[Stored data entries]
====

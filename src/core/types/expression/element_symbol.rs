//! 元素符号
//!
//! 列引用。绑定分组后名称为 `分组名.短名`，符号本身只保存短名。

use std::hash::{Hash, Hasher};

use serde::{Deserialize, Serialize};

use super::group_symbol::GroupSymbol;
use super::symbol::{Symbol, SEPARATOR};
use crate::core::murmur::murmurhash2_str;
use crate::core::error::{ExpressionError, ExpressionResult};
use crate::core::types::metadata::MetadataId;
use crate::core::types::DataType;

/// 渲染时使用的名称形式
#[derive(Debug, Clone, Copy, PartialEq, Eq, Hash, Default, Serialize, Deserialize)]
pub enum DisplayMode {
    /// 完整限定名
    FullyQualified,
    /// 输出名
    #[default]
    OutputName,
    /// 输出名去掉限定部分
    ShortOutputName,
}

#[derive(Debug, Clone)]
pub struct ElementSymbol {
    symbol: Symbol,
    group_symbol: Option<GroupSymbol>,
    metadata_id: Option<MetadataId>,
    data_type: Option<DataType>,
    is_external_reference: bool,
    is_aggregate: bool,
    display_mode: DisplayMode,
}

impl ElementSymbol {
    /// 由名称构造，限定名会拆出分组
    pub fn new(name: impl Into<String>) -> Self {
        let name = name.into();
        let (group_symbol, short_name) = match name.rfind(SEPARATOR) {
            Some(index) if index > 0 => (
                Some(GroupSymbol::new(&name[..index])),
                name[index + 1..].to_string(),
            ),
            _ => (None, name),
        };
        Self {
            symbol: Symbol::new(short_name),
            group_symbol,
            metadata_id: None,
            data_type: None,
            is_external_reference: false,
            is_aggregate: false,
            display_mode: DisplayMode::default(),
        }
    }

    /// 由短名和分组构造，短名原样保留，不做拆分
    pub fn with_group(short_name: impl Into<String>, group_symbol: GroupSymbol) -> Self {
        Self {
            symbol: Symbol::new(short_name),
            group_symbol: Some(group_symbol),
            metadata_id: None,
            data_type: None,
            is_external_reference: false,
            is_aggregate: false,
            display_mode: DisplayMode::default(),
        }
    }

    /// 完整名称
    pub fn name(&self) -> String {
        match &self.group_symbol {
            Some(group) => format!("{}{}{}", group.name(), SEPARATOR, self.symbol.name()),
            None => self.symbol.name().to_string(),
        }
    }

    /// 改名
    ///
    /// 限定名会拆出分组；已绑定分组时不允许用限定名改名，需要改用 `set_group_symbol`。
    /// 非限定名清除分组。
    pub fn set_name(&mut self, name: impl Into<String>) -> ExpressionResult<()> {
        let name = name.into();
        match name.rfind(SEPARATOR) {
            Some(index) if index > 0 => {
                if self.group_symbol.is_some() {
                    return Err(ExpressionError::invalid_operation(format!(
                        "元素已绑定分组，不能改名为限定名: {}",
                        name
                    )));
                }
                self.group_symbol = Some(GroupSymbol::new(&name[..index]));
                self.symbol.set_name(&name[index + 1..]);
            }
            _ => {
                self.group_symbol = None;
                self.symbol.set_name(name);
            }
        }
        Ok(())
    }

    pub fn canonical_name(&self) -> String {
        match &self.group_symbol {
            Some(group) => format!(
                "{}{}{}",
                group.canonical_name(),
                SEPARATOR,
                self.symbol.canonical_name()
            ),
            None => self.symbol.canonical_name().to_string(),
        }
    }

    pub fn short_name(&self) -> &str {
        self.symbol.name()
    }

    /// 修改短名，短名不能包含分隔符
    pub fn set_short_name(&mut self, short_name: impl Into<String>) -> ExpressionResult<()> {
        let short_name = short_name.into();
        if short_name.contains(SEPARATOR) {
            return Err(ExpressionError::invalid_argument(format!(
                "短名不能包含分隔符: {}",
                short_name
            )));
        }
        self.symbol.set_name(short_name);
        Ok(())
    }

    pub fn short_canonical_name(&self) -> &str {
        self.symbol.canonical_name()
    }

    /// 输出名，未设置时为完整名称
    pub fn output_name(&self) -> String {
        match self.symbol.explicit_output_name() {
            Some(output_name) => output_name.to_string(),
            None => self.name(),
        }
    }

    pub fn set_output_name(&mut self, output_name: Option<String>) {
        self.symbol.set_output_name(output_name);
    }

    pub fn group_symbol(&self) -> Option<&GroupSymbol> {
        self.group_symbol.as_ref()
    }

    pub fn group_symbol_mut(&mut self) -> Option<&mut GroupSymbol> {
        self.group_symbol.as_mut()
    }

    pub fn set_group_symbol(&mut self, group_symbol: Option<GroupSymbol>) {
        self.group_symbol = group_symbol;
    }

    pub fn metadata_id(&self) -> Option<&MetadataId> {
        self.metadata_id.as_ref()
    }

    pub fn set_metadata_id(&mut self, metadata_id: MetadataId) {
        log::trace!("元素 {} 绑定元数据 {}", self.name(), metadata_id);
        self.metadata_id = Some(metadata_id);
    }

    pub fn data_type(&self) -> Option<&DataType> {
        self.data_type.as_ref()
    }

    pub fn set_type(&mut self, data_type: DataType) {
        self.data_type = Some(data_type);
    }

    pub fn is_external_reference(&self) -> bool {
        self.is_external_reference
    }

    pub fn set_external_reference(&mut self, is_external_reference: bool) {
        self.is_external_reference = is_external_reference;
    }

    pub fn is_aggregate(&self) -> bool {
        self.is_aggregate
    }

    pub fn set_aggregate(&mut self, is_aggregate: bool) {
        self.is_aggregate = is_aggregate;
    }

    pub fn display_mode(&self) -> DisplayMode {
        self.display_mode
    }

    pub fn set_display_mode(&mut self, display_mode: DisplayMode) {
        self.display_mode = display_mode;
    }

    /// 元数据和类型都已绑定
    pub fn is_resolved(&self) -> bool {
        self.metadata_id.is_some() && self.data_type.is_some()
    }

    /// 完整规范名的哈希，与两种相等比较分支都一致
    pub fn hash_code(&self) -> u64 {
        match &self.group_symbol {
            Some(_) => murmurhash2_str(&self.canonical_name(), 0) as u64,
            None => self.symbol.hash_code(),
        }
    }
}

impl PartialEq for ElementSymbol {
    fn eq(&self, other: &Self) -> bool {
        match (&self.group_symbol, &other.group_symbol) {
            (Some(group), Some(other_group)) => {
                group == other_group && self.symbol == other.symbol
            }
            _ => self.canonical_name() == other.canonical_name(),
        }
    }
}

impl Eq for ElementSymbol {}

impl Hash for ElementSymbol {
    fn hash<H: Hasher>(&self, state: &mut H) {
        state.write_u64(self.hash_code());
    }
}

#[cfg(test)]
mod tests {
    use super::*;

    #[test]
    fn test_group_binding_composes_name() {
        let mut element = ElementSymbol::new("col");
        element.set_group_symbol(Some(GroupSymbol::new("t")));
        assert_eq!(element.name(), "t.col");
        assert_eq!(element.canonical_name(), "T.COL");
        assert_eq!(element.short_name(), "col");
    }

    #[test]
    fn test_qualified_name_splits_group() {
        let element = ElementSymbol::new("pm1.g1.e1");
        assert_eq!(element.short_name(), "e1");
        assert_eq!(element.group_symbol().map(|g| g.name()), Some("pm1.g1"));
        assert_eq!(element.name(), "pm1.g1.e1");
    }

    #[test]
    fn test_qualified_rename_rejected_when_bound() {
        let mut element = ElementSymbol::with_group("e1", GroupSymbol::new("g1"));
        let err = element.set_name("g2.e2").expect_err("应拒绝");
        assert_eq!(
            err.error_type,
            crate::core::error::ExpressionErrorType::InvalidOperation
        );
        assert_eq!(element.name(), "g1.e1");

        element.set_name("e2").expect("非限定名应允许");
        assert!(element.group_symbol().is_none());
        assert_eq!(element.name(), "e2");
    }

    #[test]
    fn test_equality_with_groups() {
        let a = ElementSymbol::with_group("e1", GroupSymbol::new("pm1.g1"));
        let b = ElementSymbol::with_group("E1", GroupSymbol::new("PM1.G1"));
        let c = ElementSymbol::with_group("e1", GroupSymbol::new("pm1.g2"));
        assert_eq!(a, b);
        assert_eq!(a.hash_code(), b.hash_code());
        assert_ne!(a, c);
        assert_ne!(a, ElementSymbol::new("e1"));
        assert_eq!(ElementSymbol::new("e1"), ElementSymbol::new("E1"));
    }

    #[test]
    fn test_grouped_and_ungrouped_hash_agree() {
        use crate::core::murmur::hash_code;
        use std::collections::HashSet;

        let grouped = ElementSymbol::with_group("e1", GroupSymbol::new("pm1.g1"));
        let mut ungrouped = ElementSymbol::new("x");
        ungrouped.symbol.set_name("pm1.g1.e1");

        assert_eq!(grouped, ungrouped);
        assert_eq!(grouped.hash_code(), ungrouped.hash_code());
        assert_eq!(hash_code(&grouped), hash_code(&ungrouped));

        let set: HashSet<ElementSymbol> = [grouped].into_iter().collect();
        assert!(set.contains(&ungrouped));
    }

    #[test]
    fn test_set_short_name_rejects_separator() {
        let mut element = ElementSymbol::new("e1");
        let err = element.set_short_name("pm1.g1.e1").expect_err("应拒绝");
        assert_eq!(
            err.error_type,
            crate::core::error::ExpressionErrorType::InvalidArgument
        );
        assert_eq!(element.name(), "e1");

        element.set_short_name("e2").expect("短名合法");
        assert_eq!(element.name(), "e2");
    }

    #[test]
    fn test_with_group_keeps_dotted_short_name() {
        let element = ElementSymbol::with_group("x.e1", GroupSymbol::new("g"));
        assert_eq!(element.short_name(), "x.e1");
        assert_eq!(element.name(), "g.x.e1");
        assert_eq!(element.group_symbol().map(|g| g.name()), Some("g"));
    }

    #[test]
    fn test_resolution_requires_metadata_and_type() {
        let mut element = ElementSymbol::new("e1");
        assert!(!element.is_resolved());
        element.set_type(DataType::Integer);
        assert!(!element.is_resolved());
        element.set_metadata_id(MetadataId::catalog("pm1.g1.e1"));
        assert!(element.is_resolved());
    }

    #[test]
    fn test_clone_deep_copies_group() {
        let mut element = ElementSymbol::with_group("e1", GroupSymbol::new("g1"));
        element.set_type(DataType::String);
        element.set_external_reference(true);
        element.set_aggregate(true);
        element.set_display_mode(DisplayMode::FullyQualified);

        let mut copy = element.clone();
        if let Some(group) = copy.group_symbol_mut() {
            group.set_name("g2");
        }
        assert_eq!(element.name(), "g1.e1");
        assert_eq!(copy.name(), "g2.e1");
        assert_eq!(copy.data_type(), Some(&DataType::String));
        assert!(copy.is_external_reference());
        assert!(copy.is_aggregate());
        assert_eq!(copy.display_mode(), DisplayMode::FullyQualified);
    }

    #[test]
    fn test_output_name() {
        let mut element = ElementSymbol::new("g1.e1");
        assert_eq!(element.output_name(), "g1.e1");
        element.set_output_name(Some("x".to_string()));
        assert_eq!(element.output_name(), "x");
    }
}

====

**Exercise objective:** How many lines of the records contain the string "Option"? Respond with the number alone.

**Solution below:** 9